Saturday, July 03, 2021

A Knock at Midnight by Brittany Barnett

A Knock at Midnight by Brittany Barnett is a great book subtitled A Story of Hope, Justice, and Freedom. It’s a memoir about her growing up in central Texas, having a mother who went to jail for a drug offense, then becoming a lawyer advocating for the release of people serving life sentences without parole for drug offenses. 

Barnett grew up first in the small Texas towns of Fulbright and Bogata and was ten when she found her mother’s crack pipe in the house. She along with her sister Jazz went to live with their father and grandparents in nearby Campbell and it was difficult having a mother who was an on again, off again addict. Barnett when she started high school moved to Commerce to live with her other grandparents and get away from her mother’s addiction. She in college studied accounting, receiving a bachelors and then masters degree, with her mom unable to attend the graduation as she was in jail, sentenced to 8 years in prison for repeatedly failing drug tests while on probation for an arrest 6 years prior. Barnett notes how in her county growing up, blacks were 34 times more likely to be charged for marijuana possession than whites.

Barnett was a first-year law student at SMU, taking a class on the intersection of race and law, when she came across the case of Sharanda Jones, someone who had served ten years of a life sentence for a first-time drug offense. The environment under which Jones arrested was one with drug laws focused on punishment rather than rehabilitation, which is what sent Barnett’s mother to jail, and one with a racial bias. There was a sentencing disparity of 100 to 1 between crack and cocaine and prosecutors had enormous latitude to charge people with conspiracy to distribute drugs, a charge that required no physical evidence to prove. Additionally, mandatory minimum sentences were attached to many cases, effectively taking sentencing out of the hands of judges or juries. Prosecutors would also frequency focus on flipping defendants, even having higher-level dealers testify against lower-level dealers, and stacking charges or adding on 851 enhancements, bringing into sentencing past transgressions, no matter how small. 

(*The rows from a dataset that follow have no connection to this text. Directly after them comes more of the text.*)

//! Reactive-to-async iterator.
//!
//! [`AsyncPublisherIterator`] consumes a demand-driven [`Publisher`]
//! element-by-element through a pull-based `next()`, per `spec.md` §4.3.
//! Each call to `next()` emits a single `request(1)` upstream and
//! suspends until either a value, a terminal completion, or cancellation
//! resolves it — the state machine below is the seven-state table in
//! `spec.md` §3/§4.3, transcribed directly.
//!
//! A consumer cancelling mid-`next()` (by dropping the returned future)
//! and dropping the iterator outright both drive the same terminal
//! `cancel` event: there is no Rust analogue of an ambient per-task
//! cancellation signal distinct from future-drop, and the spec's own
//! state table treats both the same way (`§4.3`: "the state machine
//! receives a cancel event"). Once cancelled, the iterator stays
//! cancelled: the throwing variant's `next()` surfaces
//! [`IteratorError::Cancelled`] from that point on, rather than the
//! end-of-sequence mapping a genuine upstream completion gets — the
//! non-throwing [`NeverFailsIterator`] still folds both into `None`.

use std::sync::{Arc, Mutex};

use async_trait::async_trait;
use tokio::sync::oneshot;

use crate::error::IteratorError;
use crate::reactive::{Completion, Publisher, Subscriber, Subscription};

type NextResult<T, E> = Result<Option<T>, IteratorError<E>>;
type SubscriptionHandle = Arc<dyn Subscription + Send + Sync>;

enum State<T, E> {
    Idle,
    AwaitingSubscription(oneshot::Sender<NextResult<T, E>>),
    AwaitingConsume(SubscriptionHandle),
    AwaitingInput(SubscriptionHandle, oneshot::Sender<NextResult<T, E>>),
    Finishing(Completion<E>),
    Cancelled,
    Completed,
}

enum ConsumeAction<T, E> {
    Subscribe,
    Request(SubscriptionHandle),
    Finish(oneshot::Sender<NextResult<T, E>>, NextResult<T, E>),
}

fn completion_to_result<T, E>(completion: Completion<E>) -> NextResult<T, E> {
    match completion {
        Completion::Finished => Ok(None),
        Completion::Failure(e) => Err(IteratorError::User(e)),
    }
}

struct Inner<T, E> {
    state: Mutex<State<T, E>>,
}

impl<T, E> Inner<T, E> {
    fn new() -> Self {
        Self {
            state: Mutex::new(State::Idle),
        }
    }

    fn on_consume(&self, tx: oneshot::Sender<NextResult<T, E>>) -> ConsumeAction<T, E> {
        let mut guard = self.state.lock().unwrap();
        match std::mem::replace(&mut *guard, State::Cancelled) {
            State::Idle => {
                *guard = State::AwaitingSubscription(tx);
                ConsumeAction::Subscribe
            }
            State::AwaitingConsume(sub) => {
                *guard = State::AwaitingInput(sub.clone(), tx);
                ConsumeAction::Request(sub)
            }
            State::Finishing(c) => {
                *guard = State::Completed;
                ConsumeAction::Finish(tx, completion_to_result(c))
            }
            State::Cancelled => {
                *guard = State::Cancelled;
                ConsumeAction::Finish(tx, Err(IteratorError::Cancelled))
            }
            State::Completed => {
                *guard = State::Completed;
                ConsumeAction::Finish(tx, Ok(None))
            }
            State::AwaitingSubscription(_) | State::AwaitingInput(_, _) => {
                panic!("AsyncPublisherIterator::next() called while a previous call is still outstanding")
            }
        }
    }

    fn on_receive(&self, sub: SubscriptionHandle) {
        enum Action {
            Request(SubscriptionHandle),
            CancelExtra(SubscriptionHandle),
            None,
        }

        let mut guard = self.state.lock().unwrap();
        let action = match std::mem::replace(&mut *guard, State::Cancelled) {
            State::Idle => {
                *guard = State::AwaitingConsume(sub);
                Action::None
            }
            State::AwaitingSubscription(k) => {
                *guard = State::AwaitingInput(sub.clone(), k);
                Action::Request(sub)
            }
            State::Cancelled => {
                *guard = State::Cancelled;
                Action::CancelExtra(sub)
            }
            other @ (State::AwaitingConsume(_)
            | State::AwaitingInput(_, _)
            | State::Finishing(_)
            | State::Completed) => {
                tracing::warn!(
                    "iterator: on_subscribe fired more than once, cancelling the duplicate subscription"
                );
                *guard = other;
                Action::CancelExtra(sub)
            }
        };
        drop(guard);
        match action {
            Action::Request(sub) => sub.request(1),
            Action::CancelExtra(sub) => sub.cancel(),
            Action::None => {}
        }
    }

    fn on_input(&self, value: T) {
        let mut guard = self.state.lock().unwrap();
        let action = match std::mem::replace(&mut *guard, State::Cancelled) {
            State::AwaitingInput(sub, k) => {
                *guard = State::AwaitingConsume(sub);
                Some((k, Ok(Some(value))))
            }
            other => {
                // A value arrived with no outstanding demand, e.g. a
                // cancellation raced the upstream delivery. Drop it.
                *guard = other;
                None
            }
        };
        drop(guard);
        if let Some((k, result)) = action {
            let _ = k.send(result);
        }
    }

    fn on_completion(&self, completion: Completion<E>) {
        let mut guard = self.state.lock().unwrap();
        let action = match std::mem::replace(&mut *guard, State::Cancelled) {
            State::Idle => {
                *guard = State::Finishing(completion);
                None
            }
            State::AwaitingSubscription(k) => {
                *guard = State::Completed;
                Some((k, completion_to_result(completion)))
            }
            State::AwaitingConsume(_sub) => {
                *guard = State::Finishing(completion);
                None
            }
            State::AwaitingInput(_sub, k) => {
                *guard = State::Completed;
                Some((k, completion_to_result(completion)))
            }
            other @ (State::Finishing(_) | State::Cancelled | State::Completed) => {
                *guard = other;
                None
            }
        };
        drop(guard);
        if let Some((k, result)) = action {
            let _ = k.send(result);
        }
    }

    fn on_cancel(&self) {
        let mut guard = self.state.lock().unwrap();
        let sub_to_cancel = match std::mem::replace(&mut *guard, State::Cancelled) {
            State::Idle | State::AwaitingSubscription(_) | State::Finishing(_) => None,
            State::AwaitingConsume(sub) | State::AwaitingInput(sub, _) => Some(sub),
            State::Cancelled => {
                *guard = State::Cancelled;
                None
            }
            State::Completed => {
                *guard = State::Completed;
                None
            }
        };
        drop(guard);
        if let Some(sub) = sub_to_cancel {
            sub.cancel();
        }
    }
}

struct Adapter<T, E> {
    inner: Arc<Inner<T, E>>,
}

#[async_trait]
impl<T: Send, E: Send> Subscriber for Adapter<T, E> {
    type Item = T;
    type Error = E;

    async fn on_subscribe(&mut self, subscription: Box<dyn Subscription + Send + Sync>) {
        self.inner.on_receive(Arc::from(subscription));
    }

    async fn on_next(&mut self, value: T) {
        self.inner.on_input(value);
    }

    async fn on_complete(&mut self, completion: Completion<E>) {
        self.inner.on_completion(completion);
    }
}

/// A resumption guard that fires a cancel event into the shared state
/// machine if the future awaiting `next()`'s result is dropped before it
/// resolves — the Rust stand-in for "the awaiting task was cancelled".
struct CancelOnDrop<T, E> {
    inner: Arc<Inner<T, E>>,
    completed: bool,
}

impl<T, E> Drop for CancelOnDrop<T, E> {
    fn drop(&mut self) {
        if !self.completed {
            self.inner.on_cancel();
        }
    }
}

/// Pull-based asynchronous iterator over a [`Publisher`].
///
/// One instance subscribes at most once, lazily, on the first call to
/// [`next`](Self::next). Dropping the iterator before the sequence is
/// exhausted cancels the upstream subscription.
pub struct AsyncPublisherIterator<P: Publisher> {
    inner: Arc<Inner<P::Item, P::Error>>,
    publisher: Arc<P>,
}

impl<P> AsyncPublisherIterator<P>
where
    P: Publisher + 'static,
    P::Item: 'static,
    P::Error: 'static,
{
    /// Wraps `publisher`. Subscription is deferred until the first
    /// [`next`](Self::next) call.
    pub fn new(publisher: P) -> Self {
        Self {
            inner: Arc::new(Inner::new()),
            publisher: Arc::new(publisher),
        }
    }

    /// Requests and returns the next element, `None` at end of sequence,
    /// [`IteratorError::User`] on the upstream's failure, or
    /// [`IteratorError::Cancelled`] if the awaiting task is cancelled —
    /// cancellation is sticky, so every later call on this iterator also
    /// returns `Cancelled` rather than end-of-sequence.
    ///
    /// # Panics
    ///
    /// Panics if called again while a previous call's future is still
    /// outstanding — at most one call may be in flight per iterator.
    pub async fn next(&self) -> Result<Option<P::Item>, IteratorError<P::Error>> {
        let (tx, rx) = oneshot::channel();
        let action = self.inner.on_consume(tx);

        match action {
            ConsumeAction::Subscribe => {
                let adapter = Adapter {
                    inner: self.inner.clone(),
                };
                let publisher = self.publisher.clone();
                tokio::spawn(async move {
                    publisher.subscribe(Box::new(adapter)).await;
                });
            }
            ConsumeAction::Request(sub) => sub.request(1),
            ConsumeAction::Finish(tx, result) => {
                let _ = tx.send(result);
            }
        }

        let mut guard = CancelOnDrop {
            inner: self.inner.clone(),
            completed: false,
        };
        let received = rx.await;
        guard.completed = true;

        match received {
            Ok(result) => result,
            // Sender dropped without sending: structurally unreachable
            // given the state machine's exclusivity, but cancellation is
            // the safe fallback rather than panicking a consumer loop.
            Err(_) => Err(IteratorError::Cancelled),
        }
    }

    /// Opts into the non-throwing variant that silently maps upstream
    /// failures to end-of-sequence, for publishers declared never-failing.
    /// See `spec.md` §9's first Open Question — resolved by requiring this
    /// explicit call rather than making it the default.
    pub fn never_fails(self) -> NeverFailsIterator<P> {
        NeverFailsIterator { inner: self }
    }
}

impl<P: Publisher> Drop for AsyncPublisherIterator<P> {
    fn drop(&mut self) {
        self.inner.on_cancel();
    }
}

/// Adapts a publisher into a pull-based asynchronous iterator.
///
/// Equivalent to [`AsyncPublisherIterator::new`]; named to match the
/// upstream contract's vocabulary for readers coming from the publisher
/// side.
pub fn async_values<P>(publisher: P) -> AsyncPublisherIterator<P>
where
    P: Publisher + 'static,
    P::Item: 'static,
    P::Error: 'static,
{
    AsyncPublisherIterator::new(publisher)
}

/// A non-throwing wrapper over [`AsyncPublisherIterator`] that maps any
/// upstream failure to end-of-sequence. Only reachable via
/// [`AsyncPublisherIterator::never_fails`] — never the implicit default.
pub struct NeverFailsIterator<P: Publisher> {
    inner: AsyncPublisherIterator<P>,
}

impl<P> NeverFailsIterator<P>
where
    P: Publisher + 'static,
    P::Item: 'static,
    P::Error: 'static,
{
    /// Requests and returns the next element, or `None` at end of
    /// sequence or on upstream failure.
    pub async fn next(&self) -> Option<P::Item> {
        self.inner.next().await.unwrap_or(None)
    }
}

When Jones was sent to prison on a conspiracy to distribute charge, she had been a low-level mover of drugs, was no longer involved, and entrapped by a friend looking to be an informant and get a lesser sentence. Jones was told by prosecutors she as well could get a lesser sentence if she flipped on her Dallas police officer friend, someone not involved at all with drugs. Jones didn’t testify against anyone else and after her lawyer told her she would likely go free, and worst case would have a five-year sentence; she was sentenced to life without the possibility of parole, going to prison when her daughter eight years old. 

While still in law school, Barnett began advocating for Jones, and continued to do this pro bono work as she became a corporate lawyer in a large firm. She in the book details the dehumanizing conditions for inmates, including visitors having to ask for people by their prison number rather than name. While Barnett trying to get Jones released, mandatory sentencing guidelines were ruled unconstitutional, but not retroactively. Barnett then felt that the best path to release was clemency, something that could be granted by the President and noted in the book as being described by a fellow lawyer as “where justice meets mercy.” Barnett mentions a 2015 Washington Post story by Sam Horwitz on Jones and others serving life sentences without the possibility of parole, even though they would have received lesser sentences under current guidelines, and Jones was pardoned by President Obama, with release in 2016. Also noted in the book are others that Barnett would help get clemency, including Donel Clark, Alice Johnson, Corey Jacobs, and Chris Young  (with the judge that sentenced him, Kevin Sharp, having left his seat because he felt mandatory minimum sentences were wrong).

It’s a remarkable story from Barnett about a grave injustice. Also interesting was both how strong the writing in the book is (it seems many lawyers are often good writers) and how Barnett before she left corporate law combined her accounting degree and the tangible skill it gave her with the tangible skill from her law degree.